# About this task
When you write out the records, keep every line exactly as it is.

# Data for this exercise
+++

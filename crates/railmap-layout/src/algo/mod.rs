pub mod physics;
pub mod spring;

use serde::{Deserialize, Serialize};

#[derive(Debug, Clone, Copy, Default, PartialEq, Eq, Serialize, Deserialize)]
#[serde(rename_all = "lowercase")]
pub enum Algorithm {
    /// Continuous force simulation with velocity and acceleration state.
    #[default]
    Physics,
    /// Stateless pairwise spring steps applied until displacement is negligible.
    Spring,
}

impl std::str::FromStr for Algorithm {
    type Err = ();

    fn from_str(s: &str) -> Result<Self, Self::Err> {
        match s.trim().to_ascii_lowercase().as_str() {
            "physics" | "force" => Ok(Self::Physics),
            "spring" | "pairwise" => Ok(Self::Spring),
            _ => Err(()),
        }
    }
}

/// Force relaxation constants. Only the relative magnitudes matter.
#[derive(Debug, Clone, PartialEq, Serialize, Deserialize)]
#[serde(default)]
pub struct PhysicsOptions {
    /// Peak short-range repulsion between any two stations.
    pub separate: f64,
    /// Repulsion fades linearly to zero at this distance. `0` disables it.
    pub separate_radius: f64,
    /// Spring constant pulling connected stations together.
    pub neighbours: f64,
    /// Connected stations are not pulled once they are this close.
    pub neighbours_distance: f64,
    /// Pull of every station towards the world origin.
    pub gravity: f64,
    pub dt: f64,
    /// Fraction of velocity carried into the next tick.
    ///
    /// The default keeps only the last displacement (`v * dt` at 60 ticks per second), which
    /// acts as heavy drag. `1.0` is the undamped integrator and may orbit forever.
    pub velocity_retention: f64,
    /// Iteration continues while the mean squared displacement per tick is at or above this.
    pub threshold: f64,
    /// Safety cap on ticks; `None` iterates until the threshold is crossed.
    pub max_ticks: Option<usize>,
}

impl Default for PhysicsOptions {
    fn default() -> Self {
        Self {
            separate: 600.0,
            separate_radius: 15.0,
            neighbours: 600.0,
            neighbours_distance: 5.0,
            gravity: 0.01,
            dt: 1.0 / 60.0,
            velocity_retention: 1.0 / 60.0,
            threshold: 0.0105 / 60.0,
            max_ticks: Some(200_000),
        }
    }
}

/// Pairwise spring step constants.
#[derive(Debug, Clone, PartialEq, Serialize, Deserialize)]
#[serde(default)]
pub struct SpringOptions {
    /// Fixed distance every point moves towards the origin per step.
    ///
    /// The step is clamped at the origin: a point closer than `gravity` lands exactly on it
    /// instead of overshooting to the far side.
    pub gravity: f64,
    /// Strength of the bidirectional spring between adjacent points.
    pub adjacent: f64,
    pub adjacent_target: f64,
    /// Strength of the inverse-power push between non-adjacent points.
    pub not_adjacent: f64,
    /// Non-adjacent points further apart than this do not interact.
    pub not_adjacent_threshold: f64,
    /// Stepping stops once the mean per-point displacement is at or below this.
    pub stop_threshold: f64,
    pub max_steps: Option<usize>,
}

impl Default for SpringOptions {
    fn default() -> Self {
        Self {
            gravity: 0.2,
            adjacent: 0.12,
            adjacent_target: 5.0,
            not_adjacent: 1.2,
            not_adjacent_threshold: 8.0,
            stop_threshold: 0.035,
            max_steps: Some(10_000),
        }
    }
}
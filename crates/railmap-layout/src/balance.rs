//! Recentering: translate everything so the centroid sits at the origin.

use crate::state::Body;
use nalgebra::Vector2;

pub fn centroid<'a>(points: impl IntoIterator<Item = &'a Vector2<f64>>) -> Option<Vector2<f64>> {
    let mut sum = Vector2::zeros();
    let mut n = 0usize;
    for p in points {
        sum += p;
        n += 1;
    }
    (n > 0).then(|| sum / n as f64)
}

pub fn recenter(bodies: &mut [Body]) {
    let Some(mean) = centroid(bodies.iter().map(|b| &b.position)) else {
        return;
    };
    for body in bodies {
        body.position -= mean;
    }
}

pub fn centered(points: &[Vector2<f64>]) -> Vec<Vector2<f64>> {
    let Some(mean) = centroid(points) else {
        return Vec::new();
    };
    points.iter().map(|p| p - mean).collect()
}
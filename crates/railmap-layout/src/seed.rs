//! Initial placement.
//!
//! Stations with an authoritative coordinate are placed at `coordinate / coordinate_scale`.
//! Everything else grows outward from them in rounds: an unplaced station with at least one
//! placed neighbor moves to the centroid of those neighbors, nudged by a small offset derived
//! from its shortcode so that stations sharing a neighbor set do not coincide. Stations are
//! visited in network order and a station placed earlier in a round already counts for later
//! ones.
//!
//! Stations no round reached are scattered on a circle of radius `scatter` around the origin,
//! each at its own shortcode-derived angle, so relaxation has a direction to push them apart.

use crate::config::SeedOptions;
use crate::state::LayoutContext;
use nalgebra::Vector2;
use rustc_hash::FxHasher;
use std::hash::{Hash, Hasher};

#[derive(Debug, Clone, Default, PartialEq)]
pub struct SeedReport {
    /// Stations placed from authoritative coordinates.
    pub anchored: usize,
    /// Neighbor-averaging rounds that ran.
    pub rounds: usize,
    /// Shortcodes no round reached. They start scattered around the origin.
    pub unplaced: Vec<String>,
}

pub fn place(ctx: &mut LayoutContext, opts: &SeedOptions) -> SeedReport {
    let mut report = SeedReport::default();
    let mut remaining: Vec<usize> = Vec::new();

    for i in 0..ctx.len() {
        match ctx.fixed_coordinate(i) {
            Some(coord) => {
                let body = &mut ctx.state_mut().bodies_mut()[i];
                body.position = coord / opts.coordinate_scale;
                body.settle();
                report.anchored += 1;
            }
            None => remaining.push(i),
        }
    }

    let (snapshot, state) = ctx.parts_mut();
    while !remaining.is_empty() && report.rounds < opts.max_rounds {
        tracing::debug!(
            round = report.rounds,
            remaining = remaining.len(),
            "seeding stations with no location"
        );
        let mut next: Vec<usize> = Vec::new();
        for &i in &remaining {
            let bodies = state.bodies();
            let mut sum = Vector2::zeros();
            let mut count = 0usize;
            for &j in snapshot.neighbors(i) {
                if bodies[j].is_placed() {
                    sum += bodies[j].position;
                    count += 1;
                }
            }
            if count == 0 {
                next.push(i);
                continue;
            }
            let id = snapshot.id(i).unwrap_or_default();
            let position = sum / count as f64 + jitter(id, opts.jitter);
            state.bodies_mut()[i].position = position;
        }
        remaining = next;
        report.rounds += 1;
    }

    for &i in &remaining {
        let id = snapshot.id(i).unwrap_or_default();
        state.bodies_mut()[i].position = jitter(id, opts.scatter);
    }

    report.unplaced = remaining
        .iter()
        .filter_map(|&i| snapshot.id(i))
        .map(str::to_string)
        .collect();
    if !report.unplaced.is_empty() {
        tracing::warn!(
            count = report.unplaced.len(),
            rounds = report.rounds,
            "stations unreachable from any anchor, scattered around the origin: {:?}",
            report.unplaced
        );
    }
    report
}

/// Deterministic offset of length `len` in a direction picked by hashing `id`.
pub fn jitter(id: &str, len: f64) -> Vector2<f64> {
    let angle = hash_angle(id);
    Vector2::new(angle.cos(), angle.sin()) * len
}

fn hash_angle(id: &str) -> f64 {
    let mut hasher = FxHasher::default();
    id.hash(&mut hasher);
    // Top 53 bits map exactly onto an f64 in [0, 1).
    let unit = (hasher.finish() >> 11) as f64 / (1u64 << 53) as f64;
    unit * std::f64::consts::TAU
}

+++

# Solution for this task
filename crates/railmap-layout/src/algo/mod.rs
pub mod physics;
pub mod spring;

use serde::{Deserialize, Serialize};

#[derive(Debug, Clone, Copy, Default, PartialEq, Eq, Serialize, Deserialize)]
#[serde(rename_all = "lowercase")]
pub enum Algorithm {
    /// Continuous force simulation with velocity and acceleration state.
    #[default]
    Physics,
    /// Stateless pairwise spring steps applied until displacement is negligible.
    Spring,
}

impl std::str::FromStr for Algorithm {
    type Err = ();

    fn from_str(s: &str) -> Result<Self, Self::Err> {
        match s.trim().to_ascii_lowercase().as_str() {
            "physics" | "force" => Ok(Self::Physics),
            "spring" | "pairwise" => Ok(Self::Spring),
            _ => Err(()),
        }
    }
}

/// Force relaxation constants. Only the relative magnitudes matter.
#[derive(Debug, Clone, PartialEq, Serialize, Deserialize)]
#[serde(default)]
pub struct PhysicsOptions {
    /// Peak short-range repulsion between any two stations.
    pub separate: f64,
    /// Repulsion fades linearly to zero at this distance. `0` disables it.
    pub separate_radius: f64,
    /// Spring constant pulling connected stations together.
    pub neighbours: f64,
    /// Connected stations are not pulled once they are this close.
    pub neighbours_distance: f64,
    /// Pull of every station towards the world origin.
    pub gravity: f64,
    pub dt: f64,
    /// Fraction of velocity carried into the next tick.
    ///
    /// The default keeps only the last displacement (`v * dt` at 60 ticks per second), which
    /// acts as heavy drag. `1.0` is the undamped integrator and may orbit forever.
    pub velocity_retention: f64,
    /// Iteration continues while the mean squared displacement per tick is at or above this.
    pub threshold: f64,
    /// Safety cap on ticks; `None` iterates until the threshold is crossed.
    pub max_ticks: Option<usize>,
}

impl Default for PhysicsOptions {
    fn default() -> Self {
        Self {
            separate: 600.0,
            separate_radius: 15.0,
            neighbours: 600.0,
            neighbours_distance: 5.0,
            gravity: 0.01,
            dt: 1.0 / 60.0,
            velocity_retention: 1.0 / 60.0,
            threshold: 0.0105 / 60.0,
            max_ticks: Some(200_000),
        }
    }
}

/// Pairwise spring step constants.
#[derive(Debug, Clone, PartialEq, Serialize, Deserialize)]
#[serde(default)]
pub struct SpringOptions {
    /// Fixed distance every point moves towards the origin per step.
    ///
    /// The step is clamped at the origin: a point closer than `gravity` lands exactly on it
    /// instead of overshooting to the far side.
    pub gravity: f64,
    /// Strength of the bidirectional spring between adjacent points.
    pub adjacent: f64,
    pub adjacent_target: f64,
    /// Strength of the inverse-power push between non-adjacent points.
    pub not_adjacent: f64,
    /// Non-adjacent points further apart than this do not interact.
    pub not_adjacent_threshold: f64,
    /// Stepping stops once the mean per-point displacement is at or below this.
    pub stop_threshold: f64,
    pub max_steps: Option<usize>,
}

impl Default for SpringOptions {
    fn default() -> Self {
        Self {
            gravity: 0.2,
            adjacent: 0.12,
            adjacent_target: 5.0,
            not_adjacent: 1.2,
            not_adjacent_threshold: 8.0,
            stop_threshold: 0.035,
            max_steps: Some(10_000),
        }
    }
}
filename crates/railmap-layout/src/balance.rs
//! Recentering: translate everything so the centroid sits at the origin.

use crate::state::Body;
use nalgebra::Vector2;

pub fn centroid<'a>(points: impl IntoIterator<Item = &'a Vector2<f64>>) -> Option<Vector2<f64>> {
    let mut sum = Vector2::zeros();
    let mut n = 0usize;
    for p in points {
        sum += p;
        n += 1;
    }
    (n > 0).then(|| sum / n as f64)
}

pub fn recenter(bodies: &mut [Body]) {
    let Some(mean) = centroid(bodies.iter().map(|b| &b.position)) else {
        return;
    };
    for body in bodies {
        body.position -= mean;
    }
}

pub fn centered(points: &[Vector2<f64>]) -> Vec<Vector2<f64>> {
    let Some(mean) = centroid(points) else {
        return Vec::new();
    };
    points.iter().map(|p| p - mean).collect()
}
filename crates/railmap-layout/src/seed.rs
//! Initial placement.
//!
//! Stations with an authoritative coordinate are placed at `coordinate / coordinate_scale`.
//! Everything else grows outward from them in rounds: an unplaced station with at least one
//! placed neighbor moves to the centroid of those neighbors, nudged by a small offset derived
//! from its shortcode so that stations sharing a neighbor set do not coincide. Stations are
//! visited in network order and a station placed earlier in a round already counts for later
//! ones.
//!
//! Stations no round reached are scattered on a circle of radius `scatter` around the origin,
//! each at its own shortcode-derived angle, so relaxation has a direction to push them apart.

use crate::config::SeedOptions;
use crate::state::LayoutContext;
use nalgebra::Vector2;
use rustc_hash::FxHasher;
use std::hash::{Hash, Hasher};

#[derive(Debug, Clone, Default, PartialEq)]
pub struct SeedReport {
    /// Stations placed from authoritative coordinates.
    pub anchored: usize,
    /// Neighbor-averaging rounds that ran.
    pub rounds: usize,
    /// Shortcodes no round reached. They start scattered around the origin.
    pub unplaced: Vec<String>,
}

pub fn place(ctx: &mut LayoutContext, opts: &SeedOptions) -> SeedReport {
    let mut report = SeedReport::default();
    let mut remaining: Vec<usize> = Vec::new();

    for i in 0..ctx.len() {
        match ctx.fixed_coordinate(i) {
            Some(coord) => {
                let body = &mut ctx.state_mut().bodies_mut()[i];
                body.position = coord / opts.coordinate_scale;
                body.settle();
                report.anchored += 1;
            }
            None => remaining.push(i),
        }
    }

    let (snapshot, state) = ctx.parts_mut();
    while !remaining.is_empty() && report.rounds < opts.max_rounds {
        tracing::debug!(
            round = report.rounds,
            remaining = remaining.len(),
            "seeding stations with no location"
        );
        let mut next: Vec<usize> = Vec::new();
        for &i in &remaining {
            let bodies = state.bodies();
            let mut sum = Vector2::zeros();
            let mut count = 0usize;
            for &j in snapshot.neighbors(i) {
                if bodies[j].is_placed() {
                    sum += bodies[j].position;
                    count += 1;
                }
            }
            if count == 0 {
                next.push(i);
                continue;
            }
            let id = snapshot.id(i).unwrap_or_default();
            let position = sum / count as f64 + jitter(id, opts.jitter);
            state.bodies_mut()[i].position = position;
        }
        remaining = next;
        report.rounds += 1;
    }

    for &i in &remaining {
        let id = snapshot.id(i).unwrap_or_default();
        state.bodies_mut()[i].position = jitter(id, opts.scatter);
    }

    report.unplaced = remaining
        .iter()
        .filter_map(|&i| snapshot.id(i))
        .map(str::to_string)
        .collect();
    if !report.unplaced.is_empty() {
        tracing::warn!(
            count = report.unplaced.len(),
            rounds = report.rounds,
            "stations unreachable from any anchor, scattered around the origin: {:?}",
            report.unplaced
        );
    }
    report
}

/// Deterministic offset of length `len` in a direction picked by hashing `id`.
pub fn jitter(id: &str, len: f64) -> Vector2<f64> {
    let angle = hash_angle(id);
    Vector2::new(angle.cos(), angle.sin()) * len
}

fn hash_angle(id: &str) -> f64 {
    let mut hasher = FxHasher::default();
    id.hash(&mut hasher);
    // Top 53 bits map exactly onto an f64 in [0, 1).
    let unit = (hasher.finish() >> 11) as f64 / (1u64 << 53) as f64;
    unit * std::f64::consts::TAU
}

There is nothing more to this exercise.